9. Per contra, learned State counsel supported the impugned
judgment and submitted that the same is well-reasoned and based on
proper appreciation of evidence available on record. It is contended
that the prosecution has successfully proved its case beyond
reasonable doubt by adducing cogent, consistent and trustworthy
evidence. The testimony of the injured witness, namely the victim,
carries great evidentiary value and cannot be discarded lightly. The
same is duly corroborated by the testimony of other eyewitnesses,
including the complainant. He further submits that minor discrepancies
and contradictions in the statements of witnesses are natural and do
not affect the core of the prosecution case. It is well settled that such
minor inconsistencies are bound to occur due to lapse of time and
normal errors of observation. It is also argued that the medical
evidence fully supports the prosecution version, as the injuries
sustained by the victim are consistent with the weapons alleged to have
been used in the commission of the offence. He submits that the
accused persons had formed an unlawful assembly armed with deadly
weapons and in furtherance of their common object, they assaulted the
victim. Thus, the ingredients of Sections 147, 148 and 325 read with
Section 149 IPC are fully established.
10. He submits that the prosecution evidence clearly establishes that
appellant No. 1 acted as the principal assailant, who inflicted the axe
blow upon the victim. However, it is contended that the role of the
remaining appellants cannot be minimized, as they were active
members of the unlawful assembly and had participated in the assault
by means of lathis. It is further submitted that the incident was a
concerted act, and all the accused persons shared a common object to
assault the victim. Therefore, even if a specific overt act is attributed to
appellant No. 1, the liability of the other accused persons is clearly
attracted under Section 149 IPC, which embodies the principle of
constructive liability.
11. It is further contended that the learned trial Court has already
taken a lenient view by not convicting the accused under Section 307
IPC, and therefore, no further indulgence is warranted in favour of the
appellants. On the aforesaid grounds, it is prayed that the appeal being
devoid of merits deserves to be dismissed.

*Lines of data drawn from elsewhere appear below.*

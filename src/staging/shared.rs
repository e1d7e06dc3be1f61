//! Shareable, race-free handle to a staged sequence.

use futures::future::try_join_all;
use std::future::Future;
use std::pin::Pin;
use std::sync::{Arc, Mutex, MutexGuard, PoisonError};
use std::task::{Context, Poll};
use tokio::task::JoinHandle;
use tracing::debug;

use crate::error::{Result, StageError};
use crate::staging::sequencer::Sequencer;
use crate::staging::{Candidate, Entry, MediaFilter, Payload, StagingList};
use crate::view::{RenderSink, RenderedList, ViewMode};

/// Outcome of one append batch.
#[derive(Debug, Clone, Copy, PartialEq, Eq, Default)]
pub struct AppendReport {
    /// Entries published to the sequence.
    pub appended: usize,
    /// Candidates silently dropped by the media filter.
    pub dropped: usize,
}

/// An append batch running on the runtime.
///
/// Resolves to the batch's report once it has been published (or has
/// failed). Dropping the handle aborts the batch and releases its slot.
#[must_use = "dropping a pending append cancels the batch"]
#[derive(Debug)]
pub struct PendingAppend {
    task: JoinHandle<Result<AppendReport>>,
}

impl Future for PendingAppend {
    type Output = Result<AppendReport>;

    fn poll(mut self: Pin<&mut Self>, cx: &mut Context<'_>) -> Poll<Self::Output> {
        Pin::new(&mut self.task).poll(cx).map(|joined| {
            joined.unwrap_or_else(|err| Err(StageError::other(format!("append batch did not finish: {err}"))))
        })
    }
}

impl Drop for PendingAppend {
    fn drop(&mut self) {
        self.task.abort();
    }
}

/// Cloneable handle to one staged sequence.
///
/// The list sits behind a `std` mutex that is never held across an await,
/// so removals and moves are synchronous. Appends load their batch
/// concurrently and then publish it in one locked extend, in call order.
pub struct SharedStaging<P> {
    inner: Arc<Inner<P>>,
}

struct Inner<P> {
    list: Mutex<StagingList<P>>,
    filter: MediaFilter,
    sequencer: Arc<Sequencer>,
    sink: Arc<dyn RenderSink>,
}

impl<P> Clone for SharedStaging<P> {
    fn clone(&self) -> Self {
        Self {
            inner: Arc::clone(&self.inner),
        }
    }
}

impl<P: Payload> SharedStaging<P> {
    /// Create an empty sequence accepting candidates matched by `filter`.
    pub fn new(filter: MediaFilter, sink: Arc<dyn RenderSink>) -> Self {
        Self {
            inner: Arc::new(Inner {
                list: Mutex::new(StagingList::new()),
                filter,
                sequencer: Sequencer::new(),
                sink,
            }),
        }
    }

    /// Stage a batch of candidates.
    ///
    /// Filtering and the publication slot are decided right here, when the
    /// call is made. Loading starts on the runtime immediately, whether or
    /// not the returned handle is polled. The batch is published all at
    /// once after every accepted candidate has loaded, and never before
    /// batches from earlier calls. If any candidate fails to load, nothing
    /// from the batch is published. Dropping the handle cancels the batch.
    ///
    /// # Panics
    ///
    /// Panics when called outside a tokio runtime.
    pub fn append(&self, candidates: Vec<Candidate>) -> PendingAppend {
        let (accepted, dropped) = self.inner.filter.partition(candidates);
        if dropped > 0 {
            debug!(dropped, filter = ?self.inner.filter, "dropped candidates with unaccepted media type");
        }

        let ticket = (!accepted.is_empty()).then(|| self.inner.sequencer.issue());
        let staging = self.clone();

        let task = tokio::spawn(async move {
            let Some(ticket) = ticket else {
                return Ok(AppendReport {
                    appended: 0,
                    dropped,
                });
            };

            let batch = try_join_all(accepted.iter().map(|candidate| async move {
                let payload = P::load(candidate).await?;
                Ok::<_, StageError>(Entry::new(candidate.name.clone(), payload))
            }))
            .await?;

            ticket.wait_turn().await;
            let appended = staging.mutate(|list| list.extend_batch(batch));
            drop(ticket);

            debug!(appended, dropped, "published append batch");
            Ok(AppendReport { appended, dropped })
        });

        PendingAppend { task }
    }

    /// Remove the entry at `index`.
    ///
    /// Returns `false` when the index is no longer valid; the sequence is
    /// left untouched in that case.
    pub fn remove_at(&self, index: usize) -> bool {
        let removed = self.mutate_if(|list| list.remove_at(index).is_some());
        if !removed {
            debug!(index, "ignored removal of stale index");
        }
        removed
    }

    /// Move the entry at `source` to `target` (splice out, then splice in).
    pub fn move_to(&self, source: usize, target: usize) -> bool {
        self.mutate_if(|list| list.move_to(source, target))
    }

    /// Read-only copy of the current order.
    pub fn snapshot(&self) -> Vec<Entry<P>> {
        self.lock().snapshot()
    }

    /// Number of staged entries.
    pub fn len(&self) -> usize {
        self.lock().len()
    }

    /// Whether nothing is staged.
    pub fn is_empty(&self) -> bool {
        self.lock().is_empty()
    }

    /// Derived view mode.
    pub fn view_mode(&self) -> ViewMode {
        self.lock().view_mode()
    }

    /// Render the current state without mutating it.
    pub fn rendered(&self) -> RenderedList {
        RenderedList::from_entries(self.lock().entries(), self.inner.sink.wants_previews())
    }

    fn lock(&self) -> MutexGuard<'_, StagingList<P>> {
        self.inner
            .list
            .lock()
            .unwrap_or_else(PoisonError::into_inner)
    }

    fn mutate<R>(&self, op: impl FnOnce(&mut StagingList<P>) -> R) -> R {
        let mut list = self.lock();
        let before = list.view_mode();
        let result = op(&mut list);
        self.publish(&list, before);
        result
    }

    fn mutate_if(&self, op: impl FnOnce(&mut StagingList<P>) -> bool) -> bool {
        let mut list = self.lock();
        let before = list.view_mode();
        let changed = op(&mut list);
        if changed {
            self.publish(&list, before);
        }
        changed
    }

    fn publish(&self, list: &StagingList<P>, before: ViewMode) {
        let after = list.view_mode();
        self.inner
            .sink
            .render(&RenderedList::from_entries(list.entries(), self.inner.sink.wants_previews()));
        if before != after {
            self.inner.sink.view_mode_changed(after);
        }
    }
}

12. Heard learned counsel for the parties at length and perused the
entire record of the case with utmost circumspection.
13. At the outset, it is to be noted that the conviction of the appellants
is primarily founded upon the testimony of the injured witness
Ramadhar Yadav and the eye-witness Manjari Devi (P.W.-2). The law
with regard to appreciation of the evidence of an injured witness is well
settled. The testimony of an injured witness stands on a higher pedestal
and is generally considered reliable, as he is a natural witness to the
occurrence and the injuries on his person lend intrinsic assurance to his
presence at the scene of crime. In this context, reference may be made
to the judgment of the Supreme Court in Abdul Sayeed v. State of
Madhya Pradesh, (2010) 10 SCC 259, wherein it has been held that
the testimony of an injured witness should be relied upon unless there
are strong grounds for its rejection.
14. Upon careful scrutiny of the evidence, it is evident that the injured
witness has categorically deposed regarding the presence of all the
accused persons, the weapons carried by them, and the manner in
which the assault was carried out. His testimony finds substantial
corroboration from the statement of Manjari Devi (P.W.-2), who is an
eye-witness to the incident. Merely because the witnesses are related
to the victim, their testimony cannot be discarded. It is a settled
proposition of law that related witnesses are not necessarily interested
witnesses, and their evidence can be relied upon if it is otherwise
trustworthy and credible. In State of U.P. v. Krishna Master, (2010) 12
SCC 324, the Supreme Court has held that the evidence of related
witnesses cannot be rejected solely on the ground of relationship.
15. In the present case, nothing substantial has been elicited in the
cross-examination of these witnesses so as to discredit their testimony.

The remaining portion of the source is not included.